──────── Given entries
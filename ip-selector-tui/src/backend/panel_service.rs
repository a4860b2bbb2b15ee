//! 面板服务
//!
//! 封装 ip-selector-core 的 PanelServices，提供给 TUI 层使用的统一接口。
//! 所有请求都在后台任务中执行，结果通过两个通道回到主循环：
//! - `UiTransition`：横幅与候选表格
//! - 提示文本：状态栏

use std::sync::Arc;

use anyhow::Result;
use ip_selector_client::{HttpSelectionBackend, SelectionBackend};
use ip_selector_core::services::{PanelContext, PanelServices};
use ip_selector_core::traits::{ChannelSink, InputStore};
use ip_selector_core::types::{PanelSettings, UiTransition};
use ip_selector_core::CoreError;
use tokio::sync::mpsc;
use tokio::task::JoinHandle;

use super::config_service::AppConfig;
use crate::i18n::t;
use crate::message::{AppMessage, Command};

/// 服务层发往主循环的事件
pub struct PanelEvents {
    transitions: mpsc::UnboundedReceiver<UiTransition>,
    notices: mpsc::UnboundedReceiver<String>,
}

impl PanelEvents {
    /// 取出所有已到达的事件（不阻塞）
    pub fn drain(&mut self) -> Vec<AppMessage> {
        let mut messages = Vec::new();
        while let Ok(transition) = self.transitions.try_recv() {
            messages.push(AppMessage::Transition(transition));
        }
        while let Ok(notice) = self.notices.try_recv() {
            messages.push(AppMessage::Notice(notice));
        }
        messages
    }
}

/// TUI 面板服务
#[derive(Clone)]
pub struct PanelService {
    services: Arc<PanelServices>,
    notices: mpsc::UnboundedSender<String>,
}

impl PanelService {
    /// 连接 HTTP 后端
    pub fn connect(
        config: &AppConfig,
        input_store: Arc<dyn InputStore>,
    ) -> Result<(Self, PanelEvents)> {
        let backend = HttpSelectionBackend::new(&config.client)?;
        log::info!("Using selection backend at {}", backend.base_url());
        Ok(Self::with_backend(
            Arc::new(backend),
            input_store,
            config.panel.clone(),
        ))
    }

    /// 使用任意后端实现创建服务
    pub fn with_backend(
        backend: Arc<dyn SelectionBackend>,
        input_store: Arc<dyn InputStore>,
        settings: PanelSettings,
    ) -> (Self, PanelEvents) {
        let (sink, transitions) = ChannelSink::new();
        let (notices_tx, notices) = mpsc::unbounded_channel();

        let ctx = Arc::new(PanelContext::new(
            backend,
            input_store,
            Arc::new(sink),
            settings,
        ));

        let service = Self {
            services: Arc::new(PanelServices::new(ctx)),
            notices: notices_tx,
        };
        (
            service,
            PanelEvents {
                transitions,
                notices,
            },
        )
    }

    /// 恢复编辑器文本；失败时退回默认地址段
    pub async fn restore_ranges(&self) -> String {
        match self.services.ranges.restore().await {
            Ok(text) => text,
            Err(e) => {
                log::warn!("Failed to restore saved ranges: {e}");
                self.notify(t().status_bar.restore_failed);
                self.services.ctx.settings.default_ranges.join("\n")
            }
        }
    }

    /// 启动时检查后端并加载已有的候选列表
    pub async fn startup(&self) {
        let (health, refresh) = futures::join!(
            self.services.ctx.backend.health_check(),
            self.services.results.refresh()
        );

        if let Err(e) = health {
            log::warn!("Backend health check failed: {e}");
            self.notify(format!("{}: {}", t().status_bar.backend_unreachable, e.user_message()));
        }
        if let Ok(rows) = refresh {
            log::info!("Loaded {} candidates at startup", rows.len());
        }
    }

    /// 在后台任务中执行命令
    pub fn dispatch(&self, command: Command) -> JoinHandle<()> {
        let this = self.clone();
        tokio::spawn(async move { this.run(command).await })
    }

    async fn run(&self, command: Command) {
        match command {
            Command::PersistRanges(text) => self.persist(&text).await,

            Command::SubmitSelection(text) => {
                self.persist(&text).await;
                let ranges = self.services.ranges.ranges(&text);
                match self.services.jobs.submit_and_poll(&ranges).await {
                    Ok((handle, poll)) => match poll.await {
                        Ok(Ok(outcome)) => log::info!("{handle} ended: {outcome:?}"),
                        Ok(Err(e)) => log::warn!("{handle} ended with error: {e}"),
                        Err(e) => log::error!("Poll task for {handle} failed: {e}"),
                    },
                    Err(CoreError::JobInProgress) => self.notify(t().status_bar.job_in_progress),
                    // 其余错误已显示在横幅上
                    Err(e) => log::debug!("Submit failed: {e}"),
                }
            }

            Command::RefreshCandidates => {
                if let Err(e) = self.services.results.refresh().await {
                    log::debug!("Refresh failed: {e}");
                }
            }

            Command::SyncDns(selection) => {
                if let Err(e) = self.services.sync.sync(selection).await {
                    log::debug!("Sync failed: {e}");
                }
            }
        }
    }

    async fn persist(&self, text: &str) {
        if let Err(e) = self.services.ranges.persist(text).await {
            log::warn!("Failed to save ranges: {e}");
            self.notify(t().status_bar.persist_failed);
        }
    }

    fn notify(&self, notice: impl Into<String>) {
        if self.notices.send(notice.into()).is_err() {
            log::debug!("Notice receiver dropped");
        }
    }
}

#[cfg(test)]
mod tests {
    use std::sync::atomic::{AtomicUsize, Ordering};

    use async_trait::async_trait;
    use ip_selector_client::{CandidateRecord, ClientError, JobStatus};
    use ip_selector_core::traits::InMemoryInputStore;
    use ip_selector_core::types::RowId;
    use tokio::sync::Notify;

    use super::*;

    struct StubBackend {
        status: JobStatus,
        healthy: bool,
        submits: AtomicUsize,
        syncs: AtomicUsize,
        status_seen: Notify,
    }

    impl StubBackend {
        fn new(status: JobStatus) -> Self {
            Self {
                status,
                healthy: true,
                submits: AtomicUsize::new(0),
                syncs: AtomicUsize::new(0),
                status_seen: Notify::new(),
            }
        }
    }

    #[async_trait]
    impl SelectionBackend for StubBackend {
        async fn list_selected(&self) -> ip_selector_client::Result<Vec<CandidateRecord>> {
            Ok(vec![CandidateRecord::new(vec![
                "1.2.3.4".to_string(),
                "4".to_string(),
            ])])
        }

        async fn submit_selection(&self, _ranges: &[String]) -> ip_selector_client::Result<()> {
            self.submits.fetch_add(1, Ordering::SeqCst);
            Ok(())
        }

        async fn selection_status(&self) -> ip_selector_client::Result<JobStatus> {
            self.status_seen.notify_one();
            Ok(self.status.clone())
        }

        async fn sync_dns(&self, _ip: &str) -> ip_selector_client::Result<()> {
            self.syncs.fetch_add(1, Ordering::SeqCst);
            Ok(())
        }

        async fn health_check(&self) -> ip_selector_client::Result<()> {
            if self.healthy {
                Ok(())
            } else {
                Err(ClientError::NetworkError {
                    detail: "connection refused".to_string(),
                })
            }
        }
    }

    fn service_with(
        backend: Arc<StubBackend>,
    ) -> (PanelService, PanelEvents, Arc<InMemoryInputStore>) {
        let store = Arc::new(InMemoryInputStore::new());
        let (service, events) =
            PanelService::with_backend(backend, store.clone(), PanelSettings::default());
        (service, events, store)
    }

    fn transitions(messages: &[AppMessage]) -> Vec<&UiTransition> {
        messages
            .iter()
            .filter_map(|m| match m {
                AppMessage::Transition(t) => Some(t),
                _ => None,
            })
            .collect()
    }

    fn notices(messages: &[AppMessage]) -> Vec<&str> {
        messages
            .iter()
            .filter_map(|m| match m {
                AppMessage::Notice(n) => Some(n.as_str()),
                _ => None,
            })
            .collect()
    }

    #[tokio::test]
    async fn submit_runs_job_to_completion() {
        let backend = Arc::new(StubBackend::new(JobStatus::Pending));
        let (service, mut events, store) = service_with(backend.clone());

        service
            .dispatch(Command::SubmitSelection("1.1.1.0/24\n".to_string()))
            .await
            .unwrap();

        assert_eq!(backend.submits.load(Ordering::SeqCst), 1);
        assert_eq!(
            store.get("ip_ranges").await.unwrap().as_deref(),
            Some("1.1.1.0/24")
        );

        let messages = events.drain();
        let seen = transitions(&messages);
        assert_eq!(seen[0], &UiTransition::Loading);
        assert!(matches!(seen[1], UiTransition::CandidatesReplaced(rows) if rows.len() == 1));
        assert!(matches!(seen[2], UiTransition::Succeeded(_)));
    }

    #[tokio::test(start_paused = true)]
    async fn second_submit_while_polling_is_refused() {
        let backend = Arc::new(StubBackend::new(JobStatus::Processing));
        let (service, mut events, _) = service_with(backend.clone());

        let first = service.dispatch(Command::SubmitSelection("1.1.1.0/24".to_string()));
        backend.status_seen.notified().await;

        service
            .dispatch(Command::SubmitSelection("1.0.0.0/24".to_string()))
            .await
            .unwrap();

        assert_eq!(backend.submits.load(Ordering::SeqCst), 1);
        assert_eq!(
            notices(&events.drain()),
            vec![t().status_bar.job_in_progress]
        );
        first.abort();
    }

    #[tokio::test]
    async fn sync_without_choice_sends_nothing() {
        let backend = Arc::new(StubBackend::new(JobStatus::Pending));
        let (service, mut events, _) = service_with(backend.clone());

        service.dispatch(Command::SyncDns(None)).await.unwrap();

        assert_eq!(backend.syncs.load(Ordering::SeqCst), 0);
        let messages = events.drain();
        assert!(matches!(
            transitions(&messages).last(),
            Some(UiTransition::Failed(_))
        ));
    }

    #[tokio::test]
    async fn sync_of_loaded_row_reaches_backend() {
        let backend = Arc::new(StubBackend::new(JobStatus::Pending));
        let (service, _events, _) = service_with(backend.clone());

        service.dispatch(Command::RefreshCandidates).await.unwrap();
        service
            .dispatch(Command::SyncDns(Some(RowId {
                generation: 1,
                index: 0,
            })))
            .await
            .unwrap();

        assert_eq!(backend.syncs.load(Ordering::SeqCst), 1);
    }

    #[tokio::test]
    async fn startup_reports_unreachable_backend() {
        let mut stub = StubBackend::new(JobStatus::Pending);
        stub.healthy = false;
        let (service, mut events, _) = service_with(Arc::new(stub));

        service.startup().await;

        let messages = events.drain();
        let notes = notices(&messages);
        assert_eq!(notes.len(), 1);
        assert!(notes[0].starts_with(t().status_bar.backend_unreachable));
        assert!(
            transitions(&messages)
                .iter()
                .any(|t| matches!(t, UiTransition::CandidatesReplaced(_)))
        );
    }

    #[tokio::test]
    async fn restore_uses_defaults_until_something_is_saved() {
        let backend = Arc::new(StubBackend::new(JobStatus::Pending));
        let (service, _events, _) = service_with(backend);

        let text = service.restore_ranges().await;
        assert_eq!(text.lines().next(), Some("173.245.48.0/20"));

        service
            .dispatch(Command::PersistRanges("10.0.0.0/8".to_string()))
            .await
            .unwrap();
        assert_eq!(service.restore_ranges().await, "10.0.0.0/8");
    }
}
────────────────
* _Instructions for the task_
Nothing but a number is wanted: how many lines in the records above include "true".

* _Task result_
2